> The question is whether emulating the Linux device driver model (by which I kind of mean mimicking the set of core kernel services needed to support drivers - kernel threads, sync primitives, allocators etc) ends up being a massive task akin to writing the core kernel itself.
The kernel has (deliberately) never had a simple or stable driver ABI, so I think this is potentially a huge task. And then you've also left a C-based attack surface in place.
I'm not sure what the minimal set is if you decide to only support 2021-era hardware. PCIe+SATA+framebuffer+USBhost+USBHID?
I think using the Rust-for-linux wrappers to implement the drivers in Rust would eventually help.
Also, even if initially Linux C drivers were transplanted into Kerla that could be a net benefit if the tradeoff of wide device driver availability vs increase in the trusted compute base was acceptable.

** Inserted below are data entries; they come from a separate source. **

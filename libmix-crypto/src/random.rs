//! OS randomness for secrets, seeds, tags and padding.

/// Error types for random operations
#[derive(Debug, Clone, PartialEq, Eq)]
pub enum RandomError {
    /// System entropy source unavailable
    EntropyUnavailable,
}

impl std::fmt::Display for RandomError {
    fn fmt(&self, f: &mut std::fmt::Formatter<'_>) -> std::fmt::Result {
        match self {
            RandomError::EntropyUnavailable => write!(f, "System entropy source unavailable"),
        }
    }
}

impl std::error::Error for RandomError {}

/// Generate a random byte array using system entropy
pub fn random_bytes<const N: usize>() -> Result<[u8; N], RandomError> {
    let mut bytes = [0u8; N];
    getrandom::getrandom(&mut bytes).map_err(|_| RandomError::EntropyUnavailable)?;
    Ok(bytes)
}

/// Generate random bytes into a mutable slice
pub fn fill_random(dest: &mut [u8]) -> Result<(), RandomError> {
    getrandom::getrandom(dest).map_err(|_| RandomError::EntropyUnavailable)
}

/// Generate a random vector of `len` bytes
pub fn random_vec(len: usize) -> Result<Vec<u8>, RandomError> {
    let mut out = vec![0u8; len];
    fill_random(&mut out)?;
    Ok(out)
}

#[cfg(test)]
mod tests {
    use super::*;

    #[test]
    fn test_random_bytes_differ() {
        let a = random_bytes::<32>().unwrap();
        let b = random_bytes::<32>().unwrap();
        assert_ne!(a, b);
    }

    #[test]
    fn test_random_vec_length() {
        assert_eq!(random_vec(0).unwrap().len(), 0);
        assert_eq!(random_vec(1000).unwrap().len(), 1000);
    }

    #[test]
    fn test_fill_random_touches_buffer() {
        let mut buf = [0u8; 64];
        fill_random(&mut buf).unwrap();
        assert!(buf.iter().any(|&b| b != 0));
    }
}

I personally think that tradeoff would be acceptable - if the transplanting ability was tractable. It's a hard one to absolutely agree on, admittedly.
Towards the minimal set of hardware, fair point! I think that one should be able to get quite far with judicious selection of device driver classes and leave the truly in-flux classes alone ?
The kernel has (deliberately) never had a simple or stable driver ABI, so I think this is potentially a huge task. And then you've also left a C-based attack surface in place.
I'm not sure what the minimal set is if you decide to only support 2021-era hardware. PCIe+SATA+framebuffer+USBhost+USBHID?